XeOF4 Lewis Structure in 5 Steps (With Images)

XeOF4 Lewis Structure

So you have seen the above image by now, right?

Let me explain the above image in short.

XeOF4 lewis structure has a Xenon atom (Xe) at the center which is surrounded by four Fluorine atoms (F) and one Oxygen atom (O). There are single bonds between the Xenon atom (Xe) & each Fluorine atom (F) and a double bond between Xenon atom (Xe) and Oxygen atom (O).

If you haven’t understood anything from the above image of XeOF4 lewis structure, then just stick with me and you will get the detailed step by step explanation on drawing a lewis structure of XeOF4.

So let’s move to the steps of drawing the lewis structure of XeOF4.

Steps of drawing XeOF4 lewis structure

Step 1: Find the total valence electrons in XeOF4 molecule

In order to find the total valence electrons in a XeOF4 molecule, first of all you should know the valence electrons present in xenon atom, oxygen atom as well as fluorine atom.
(Valence electrons are the electrons that are present in the outermost orbit of any atom.)

Here, I’ll tell you how you can easily find the valence electrons of xenon, oxygen as well as fluorine using a periodic table.

Total valence electrons in XeOF4 molecule

→ Valence electrons given by xenon atom:

Xenon is a group 18 element on the periodic table. [1] Hence the valence electrons present in xenon is 8.

You can see the 8 valence electrons present in the xenon atom as shown in the above image.

→ Valence electrons given by oxygen atom:

Oxygen is group 16 element on the periodic table. [2] Hence the valence electrons present in oxygen is 6.
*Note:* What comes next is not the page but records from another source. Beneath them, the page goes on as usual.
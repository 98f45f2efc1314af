//! In-memory filesystem for host-side tests
//!
//! A flat list of paths with contents. Directories are entries with
//! `is_dir` set; a file's parent must exist as a directory unless it is at the
//! root. Individual operations can be made to fail with a chosen code.

use std::string::{String, ToString};
use std::vec::Vec;

use crate::{components, split_parent, DirEntry, DirError, FileSystem, FsError, OpenMode};

#[derive(Debug, Clone)]
struct Node {
    path: String,
    data: Vec<u8>,
    is_dir: bool,
}

/// Handle to an open [`MemFs`] file
#[derive(Debug)]
pub struct MemFile {
    path: String,
    pos: usize,
    mode: OpenMode,
}

#[derive(Debug, Default)]
pub struct MemFs {
    nodes: Vec<Node>,
    mounted: bool,
    mounts: u32,
    read_only: bool,
    mount_fault: Option<FsError>,
    open_dir_fault: Option<FsError>,
    read_dir_fault: Option<FsError>,
    read_fault: Option<FsError>,
    unlink_fault: Option<FsError>,
}

fn normalize(path: &str) -> String {
    let mut out = String::new();
    for part in components(path) {
        if !out.is_empty() {
            out.push('/');
        }
        out.push_str(part);
    }
    out
}

impl MemFs {
    pub fn new() -> Self {
        Self::default()
    }

    pub fn with_file(mut self, path: &str, data: &[u8]) -> Self {
        self.insert(path, data.to_vec(), false);
        self
    }

    pub fn with_dir(mut self, path: &str) -> Self {
        self.insert(path, Vec::new(), true);
        self
    }

    /// Every write-side operation fails with [`FsError::WriteProtected`]
    pub fn read_only(mut self) -> Self {
        self.read_only = true;
        self
    }

    pub fn fail_mount(mut self, err: FsError) -> Self {
        self.mount_fault = Some(err);
        self
    }

    pub fn fail_open_dir(mut self, err: FsError) -> Self {
        self.open_dir_fault = Some(err);
        self
    }

    /// Listing stops with this error after the first entry
    pub fn fail_read_dir(mut self, err: FsError) -> Self {
        self.read_dir_fault = Some(err);
        self
    }

    pub fn fail_read(mut self, err: FsError) -> Self {
        self.read_fault = Some(err);
        self
    }

    pub fn fail_unlink(mut self, err: FsError) -> Self {
        self.unlink_fault = Some(err);
        self
    }

    pub fn is_mounted(&self) -> bool {
        self.mounted
    }

    /// Number of successful mount calls, including repeated ones
    pub fn mount_count(&self) -> u32 {
        self.mounts
    }

    pub fn file(&self, path: &str) -> Option<&[u8]> {
        self.find(path)
            .filter(|i| !self.nodes[*i].is_dir)
            .map(|i| self.nodes[i].data.as_slice())
    }

    pub fn exists(&self, path: &str) -> bool {
        self.find(path).is_some()
    }

    fn insert(&mut self, path: &str, data: Vec<u8>, is_dir: bool) {
        let path = normalize(path);
        self.nodes.retain(|node| node.path != path);
        self.nodes.push(Node { path, data, is_dir });
    }

    fn find(&self, path: &str) -> Option<usize> {
        let path = normalize(path);
        self.nodes.iter().position(|node| node.path == path)
    }

    fn check_mounted(&self) -> Result<(), FsError> {
        if self.mounted {
            Ok(())
        } else {
            Err(FsError::NotEnabled)
        }
    }

    fn parent_exists(&self, path: &str) -> bool {
        match split_parent(path) {
            Some((parent, _)) if !normalize(parent).is_empty() => self
                .find(parent)
                .map(|i| self.nodes[i].is_dir)
                .unwrap_or(false),
            _ => true,
        }
    }
}

impl FileSystem for MemFs {
    type File = MemFile;

    fn mount(&mut self) -> Result<(), FsError> {
        if let Some(err) = self.mount_fault {
            return Err(err);
        }
        self.mounted = true;
        self.mounts += 1;
        Ok(())
    }

    fn open(&mut self, path: &str, mode: OpenMode) -> Result<MemFile, FsError> {
        self.check_mounted()?;
        if split_parent(path).is_none() {
            return Err(FsError::InvalidName);
        }
        if !self.parent_exists(path) {
            return Err(FsError::NoPath);
        }
        match (mode, self.find(path)) {
            (_, Some(i)) if self.nodes[i].is_dir => return Err(FsError::Denied),
            (OpenMode::Read, None) => return Err(FsError::NoFile),
            (OpenMode::WriteCreate, _) if self.read_only => return Err(FsError::WriteProtected),
            (OpenMode::WriteCreate, _) => self.insert(path, Vec::new(), false),
            (OpenMode::Read, Some(_)) => {}
        }
        Ok(MemFile {
            path: normalize(path),
            pos: 0,
            mode,
        })
    }

    fn read(&mut self, file: &mut MemFile, buf: &mut [u8]) -> Result<usize, FsError> {
        self.check_mounted()?;
        if let Some(err) = self.read_fault {
            return Err(err);
        }
        if file.mode != OpenMode::Read {
            return Err(FsError::Denied);
        }
        let i = self.find(&file.path).ok_or(FsError::InvalidObject)?;
        let data = &self.nodes[i].data;
        let start = file.pos.min(data.len());
        let n = buf.len().min(data.len() - start);
        buf[..n].copy_from_slice(&data[start..start + n]);
        file.pos += n;
        Ok(n)
    }

    fn write(&mut self, file: &mut MemFile, data: &[u8]) -> Result<usize, FsError> {
        self.check_mounted()?;
        if file.mode != OpenMode::WriteCreate {
            return Err(FsError::Denied);
        }
        let i = self.find(&file.path).ok_or(FsError::InvalidObject)?;
        self.nodes[i].data.extend_from_slice(data);
        file.pos += data.len();
        Ok(data.len())
    }

    fn size(&mut self, file: &MemFile) -> Result<u32, FsError> {
        self.check_mounted()?;
        let i = self.find(&file.path).ok_or(FsError::InvalidObject)?;
        Ok(self.nodes[i].data.len() as u32)
    }

    fn close(&mut self, _file: MemFile) -> Result<(), FsError> {
        self.check_mounted()
    }

    fn list_dir(&mut self, path: &str, visit: &mut dyn FnMut(&DirEntry)) -> Result<(), DirError> {
        self.check_mounted().map_err(DirError::Open)?;
        if let Some(err) = self.open_dir_fault {
            return Err(DirError::Open(err));
        }
        let dir = normalize(path);
        if !dir.is_empty() && !self.find(&dir).map(|i| self.nodes[i].is_dir).unwrap_or(false) {
            return Err(DirError::Open(FsError::NoPath));
        }

        let prefix = if dir.is_empty() {
            String::new()
        } else {
            dir.clone() + "/"
        };
        let mut listed = 0;
        for node in &self.nodes {
            let Some(name) = node.path.strip_prefix(prefix.as_str()) else {
                continue;
            };
            if name.is_empty() || name.contains('/') {
                continue;
            }
            if listed == 1 {
                if let Some(err) = self.read_dir_fault {
                    return Err(DirError::Read(err));
                }
            }
            visit(&DirEntry::new(name, node.is_dir, node.data.len() as u32));
            listed += 1;
        }
        Ok(())
    }

    fn unlink(&mut self, path: &str) -> Result<(), FsError> {
        self.check_mounted()?;
        if let Some(err) = self.unlink_fault {
            return Err(err);
        }
        if self.read_only {
            return Err(FsError::WriteProtected);
        }
        let i = self.find(path).ok_or(FsError::NoFile)?;
        let target = self.nodes[i].path.to_string();
        if self.nodes[i].is_dir && self.nodes.iter().any(|n| n.path.starts_with(&(target.clone() + "/"))) {
            return Err(FsError::Denied);
        }
        self.nodes.remove(i);
        Ok(())
    }
}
You can see the 6 valence electrons present in the oxygen atom as shown in the above image.

→ Valence electrons given by fluorine atom:

Fluorine is group 17 element on the periodic table. [3] Hence the valence electron present in fluorine is 7.

You can see the 7 valence electrons present in the fluorine atom as shown in the above image.

Hence, 

Total valence electrons in XeOF4 molecule = valence electrons given by 1 xenon atom + valence electrons given by 1 oxygen atom + valence electrons given by 4 fluorine atoms = 8 + 6 + 7(4) = 42.

Step 2: Select the central atom

For selecting the center atom, you have to remember that the atom which is less electronegative remains at the center.

Now here the given molecule is XeOF4 and it contains xenon atom (Xe), oxygen atom (O) and fluorine atoms (F).

You can see the electronegativity values of xenon atom (Xe), oxygen atom (O) and fluorine atom (F) in the above periodic table.

If we compare the electronegativity values of xenon (Xe), oxygen (O) and fluorine (F) then the xenon atom is less electronegative.

So here the xenon atom (Xe) is the center atom and the oxygen atom (O) and fluorine atoms (F) are the outside atoms.

XeOF4 step 1

Step 3: Connect each atoms by putting an electron pair between them

Now in the XeOF4 molecule, you have to put the electron pairs between the xenon atom (Xe), oxygen atom (O) and fluorine atoms (F).

XeOF4 step 2

This indicates that the xenon (Xe), oxygen (O) and fluorine (F) are chemically bonded with each other in a XeOF4 molecule.

Step 4: Make the outer atoms stable. Place the remaining valence electrons pair on the central atom.

Now in this step, you have to check the stability of the outer atoms.

Here in the sketch of XeOF4 molecule, you can see that the outer atoms are oxygen atom and fluorine atoms.

These outer atoms are forming an octet and hence they are stable.

XeOF4 step 3

Also, in step 1 we have calculated the total number of valence electrons present in the XeOF4 molecule.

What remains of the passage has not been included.